Having demonstrated that experimental fetal hypoglycemia replicates the major pancreatic islet defects in IUGR, we sought to determine if restoring glucose concentrations to control concentrations would restore fetal insulin secretion and β-cell mass to normal. Following direct infusions of glucose into PI-IUGR sheep fetuses which were adjusted to increase fetal glucose concentrations to control levels for two weeks, fetuses developed worse hypoxemia, acidosis, and increased norepinephrine concentrations compared to saline infused PI-IUGR fetuses by the end of the study (Rozance et al. 2009b). Not surprisingly, fetal GSIS was also lower than the saline infused PI-IUGR fetuses. Furthermore, there was no impact of the glucose infusion on pancreatic β-cell mass (Rozance et al. 2009b).

Amino acids

Many amino acids stimulate insulin secretion through the above mentioned pathways for glucose metabolism and other, complimentary metabolic pathways (Cline et al. 2011; Doliba, et al. 2007; Gadhia, et al. 2013; Gao, et al. 2003; Gleason et al. 2007). Branched chain amino acids (BCAAs) are especially important for stimulation of β-cells (MacDonald, et al. 1991; Milner 1969; Newsholme, et al. 2006). BCAAs are metabolized by branched-chain aminotransferases (e.g. leucine to α-ketoisocaproate [KIC]) and the mitochondrial branched-chain α-keto acid dehydrogenase complexes (BCKAD) to produce glutamate, C3-acylcarnitine, succinyl-CoA, acetyl-CoA, and acetoacetate, thus providing TCA cycle intermediates which increase the β-cell ATP/ADP ratio and stimulate insulin secretion (Newgard 2012). In addition, leucine stimulates metabolism of other nutrients by allosterically activating glutamate dehydrogenase to enhance glutaminolysis and anapleurosis (Gao et al. 2003).

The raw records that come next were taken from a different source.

impl SpamOrderField {
    /// Wire representation
    pub fn as_str(&self) -> &'static str {
        match self {
            SpamOrderField::FromAddress => "from_address",
            SpamOrderField::ToAddress => "to_address",
            SpamOrderField::Subject => "subject",
        }
    }

    /// Parse a sort field name
    pub fn parse(value: &str) -> Result<Self, String> {
        match value {
            "from_address" => Ok(SpamOrderField::FromAddress),
            "to_address" => Ok(SpamOrderField::ToAddress),
            "subject" => Ok(SpamOrderField::Subject),
            _ => Err("expected one of: from_address, to_address, subject".to_string()),
        }
    }
}

/// Filter operators accepted by the quarantine searches
#[derive(Debug, Clone, Copy, PartialEq, Eq)]
pub enum FilterOperator {
    /// Substring match
    Contains,
    /// Exact match
    Is,
    /// Prefix match
    BeginsWith,
    /// Suffix match
    EndsWith,
    /// Negated substring match
    DoesNotContain,
}

impl FilterOperator {
    /// Wire representation
    pub fn as_str(&self) -> &'static str {
        match self {
            FilterOperator::Contains => "contains",
            FilterOperator::Is => "is",
            FilterOperator::BeginsWith => "begins_with",
            FilterOperator::EndsWith => "ends_with",
            FilterOperator::DoesNotContain => "does_not_contain",
        }
    }

    /// Parse a filter operator name
    pub fn parse(value: &str) -> Result<Self, String> {
        match value {
            "contains" => Ok(FilterOperator::Contains),
            "is" => Ok(FilterOperator::Is),
            "begins_with" => Ok(FilterOperator::BeginsWith),
            "ends_with" => Ok(FilterOperator::EndsWith),
            "does_not_contain" => Ok(FilterOperator::DoesNotContain),
            _ => Err(
                "expected one of: contains, is, begins_with, ends_with, does_not_contain"
                    .to_string(),
            ),
        }
    }
}

/// Subject filters accepted by the general quarantine search
#[derive(Debug, Clone, Copy, PartialEq, Eq)]
pub enum SubjectFilter {
    /// Substring match
    Contains,
    /// Prefix match
    StartsWith,
    /// Suffix match
    EndsWith,
    /// Exact match
    MatchesExactly,
    /// Negated substring match
    DoesNotContain,
    /// Negated prefix match
    DoesNotStartWith,
    /// Negated suffix match
    DoesNotEndWith,
    /// Negated exact match
    DoesNotMatch,
}

impl SubjectFilter {
    /// Wire representation
    pub fn as_str(&self) -> &'static str {
        match self {
            SubjectFilter::Contains => "contains",
            SubjectFilter::StartsWith => "starts_with",
            SubjectFilter::EndsWith => "ends_with",
            SubjectFilter::MatchesExactly => "matches_exactly",
            SubjectFilter::DoesNotContain => "does_not_contain",
            SubjectFilter::DoesNotStartWith => "does_not_start_with",
            SubjectFilter::DoesNotEndWith => "does_not_end_with",
            SubjectFilter::DoesNotMatch => "does_not_match",
        }
    }

    /// Parse a subject filter name
    pub fn parse(value: &str) -> Result<Self, String> {
        match value {
            "contains" => Ok(SubjectFilter::Contains),
            "starts_with" => Ok(SubjectFilter::StartsWith),
            "ends_with" => Ok(SubjectFilter::EndsWith),
            "matches_exactly" => Ok(SubjectFilter::MatchesExactly),
            "does_not_contain" => Ok(SubjectFilter::DoesNotContain),
            "does_not_start_with" => Ok(SubjectFilter::DoesNotStartWith),
            "does_not_end_with" => Ok(SubjectFilter::DoesNotEndWith),
            "does_not_match" => Ok(SubjectFilter::DoesNotMatch),
            _ => Err(
                "expected one of: contains, starts_with, ends_with, matches_exactly, \
                 does_not_contain, does_not_start_with, does_not_end_with, does_not_match"
                    .to_string(),
            ),
        }
    }
}

/// Attachment size filters accepted by the general quarantine search
#[derive(Debug, Clone, Copy, PartialEq, Eq)]
pub enum AttachmentSizeFilter {
    /// Between the from/to bounds
    Range,
    /// Below the bound
    LessThan,
    /// Above the bound
    MoreThan,
}

impl AttachmentSizeFilter {
    /// Wire representation
    pub fn as_str(&self) -> &'static str {
        match self {
            AttachmentSizeFilter::Range => "range",
            AttachmentSizeFilter::LessThan => "less_than",
            AttachmentSizeFilter::MoreThan => "more_than",
        }
    }

    /// Parse a size filter name
    pub fn parse(value: &str) -> Result<Self, String> {
        match value {
            "range" => Ok(AttachmentSizeFilter::Range),
            "less_than" => Ok(AttachmentSizeFilter::LessThan),
            "more_than" => Ok(AttachmentSizeFilter::MoreThan),
            _ => Err("expected one of: range, less_than, more_than".to_string()),
        }
    }
}

/// Sort fields accepted by the general quarantine search
#[derive(Debug, Clone, Copy, PartialEq, Eq)]
pub enum GeneralOrderField {
    /// Sender address
    Sender,
    /// Message subject
    Subject,
    /// Received timestamp
    Received,
    /// Message size
    Size,
}

impl GeneralOrderField {
    /// Wire representation
    pub fn as_str(&self) -> &'static str {
        match self {
            GeneralOrderField::Sender => "sender",
            GeneralOrderField::Subject => "subject",
            GeneralOrderField::Received => "received",
            GeneralOrderField::Size => "size",
        }
    }

    /// Parse a sort field name
    pub fn parse(value: &str) -> Result<Self, String> {
        match value {
            "sender" => Ok(GeneralOrderField::Sender),
            "subject" => Ok(GeneralOrderField::Subject),
            "received" => Ok(GeneralOrderField::Received),
            "size" => Ok(GeneralOrderField::Size),
            _ => Err("expected one of: sender, subject, received, size".to_string()),
        }
    }
}

/// Spam quarantine search
#[derive(Debug, Clone)]
pub struct SpamSearchRequest {
    /// Window start (inclusive)
    pub start_date: String,
    /// Window end (exclusive)
    pub end_date: String,
    /// Pagination offset
    pub offset: Option<u32>,
    /// Page size
    pub limit: Option<u32>,
    /// Sort field
    pub order_by: Option<SpamOrderField>,
    /// Sort direction
    pub order_direction: Option<OrderDirection>,
    /// Envelope recipient filter operator
    pub envelope_recipient_filter_operator: Option<FilterOperator>,
    /// Envelope recipient filter value
    pub envelope_recipient_filter_value: Option<String>,
    /// General filter operator
    pub filter_operator: Option<FilterOperator>,
    /// General filter value
    pub filter_value: Option<String>,
}

impl SpamSearchRequest {
    /// Create a new search over the given date window
    pub fn new(start_date: impl Into<String>, end_date: impl Into<String>) -> Self {
        Self {
            start_date: start_date.into(),
            end_date: end_date.into(),
            offset: None,
            limit: None,
            order_by: None,
            order_direction: None,
            envelope_recipient_filter_operator: None,
            envelope_recipient_filter_value: None,
            filter_operator: None,
            filter_value: None,
        }
    }

    /// Set the pagination offset
    pub fn offset(mut self, offset: u32) -> Self {
        self.offset = Some(offset);
        self
    }

    /// Set the page size
    pub fn limit(mut self, limit: u32) -> Self {
        self.limit = Some(limit);
        self
    }

    /// Set the sort field
    pub fn order_by(mut self, field: SpamOrderField) -> Self {
        self.order_by = Some(field);
        self
    }

    /// Set the sort direction
    pub fn order_direction(mut self, direction: OrderDirection) -> Self {
        self.order_direction = Some(direction);
        self
    }

    /// Filter on the envelope recipient
    pub fn envelope_recipient_filter(
        mut self,
        operator: FilterOperator,
        value: impl Into<String>,
    ) -> Self {
        self.envelope_recipient_filter_operator = Some(operator);
        self.envelope_recipient_filter_value = Some(value.into());
        self
    }

    /// Apply the general filter
    pub fn filter(mut self, operator: FilterOperator, value: impl Into<String>) -> Self {
        self.filter_operator = Some(operator);
        self.filter_value = Some(value.into());
        self
    }

    /// Check required parameters
    pub fn validate(&self) -> SmaResult<()> {
        require_non_empty(&self.start_date, "start_date")?;
        require_non_empty(&self.end_date, "end_date")?;
        Ok(())
    }

    /// Build the query string pairs
    pub fn to_query(&self) -> Vec<(String, String)> {
        let mut query = vec![
            ("startDate".to_string(), self.start_date.clone()),
            ("endDate".to_string(), self.end_date.clone()),
            (
                "quarantineType".to_string(),
                QuarantineType::Spam.as_str().to_string(),
            ),
        ];
        push_opt(&mut query, "offset", self.offset.map(|v| v.to_string()));
        push_opt(&mut query, "limit", self.limit.map(|v| v.to_string()));
        push_opt(
            &mut query,
            "orderBy",
            self.order_by.map(|v| v.as_str().to_string()),
        );
        push_opt(
            &mut query,
            "orderDir",
            self.order_direction.map(|v| v.as_str().to_string()),
        );
        push_opt(
            &mut query,
            "envelopeRecipientFilterOperator",
            self.envelope_recipient_filter_operator
                .map(|v| v.as_str().to_string()),
        );
        push_opt(
            &mut query,
            "envelopeRecipientFilterValue",
            self.envelope_recipient_filter_value.clone(),
        );
        push_opt(
            &mut query,
            "filterOperator",
            self.filter_operator.map(|v| v.as_str().to_string()),
        );
        push_opt(&mut query, "filterValue", self.filter_value.clone());
        query
    }
}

The acute stimulatory effect of amino acids on β-cell insulin secretion has been demonstrated in fetal sheep, both in vivo and in isolated fetal sheep islets in vitro (Brown, et al. 2009; Molina et al. 1993; Rozance et al. 2006). Amino acids not only stimulate fetal insulin secretion, but they also potentiate fetal GSIS (Gadhia et al. 2013). In human cases of placental insufficiency and IUGR, amino acid transfer to the fetus is lower than in normally growing fetuses (Brown, et al. 2012; Cetin et al. 1990; Galan, et al. 2009; Jansson et al. 1998). Lower placental transfer of the BCAA leucine to the fetus is one of the most consistent features of placental insufficiency and IUGR. In fact, one study showed that the size of the decrement in leucine transfer to the IUGR fetus was directly associated with the severity of IUGR in human pregnancies complicated by placental insufficiency (Marconi, et al. 1999).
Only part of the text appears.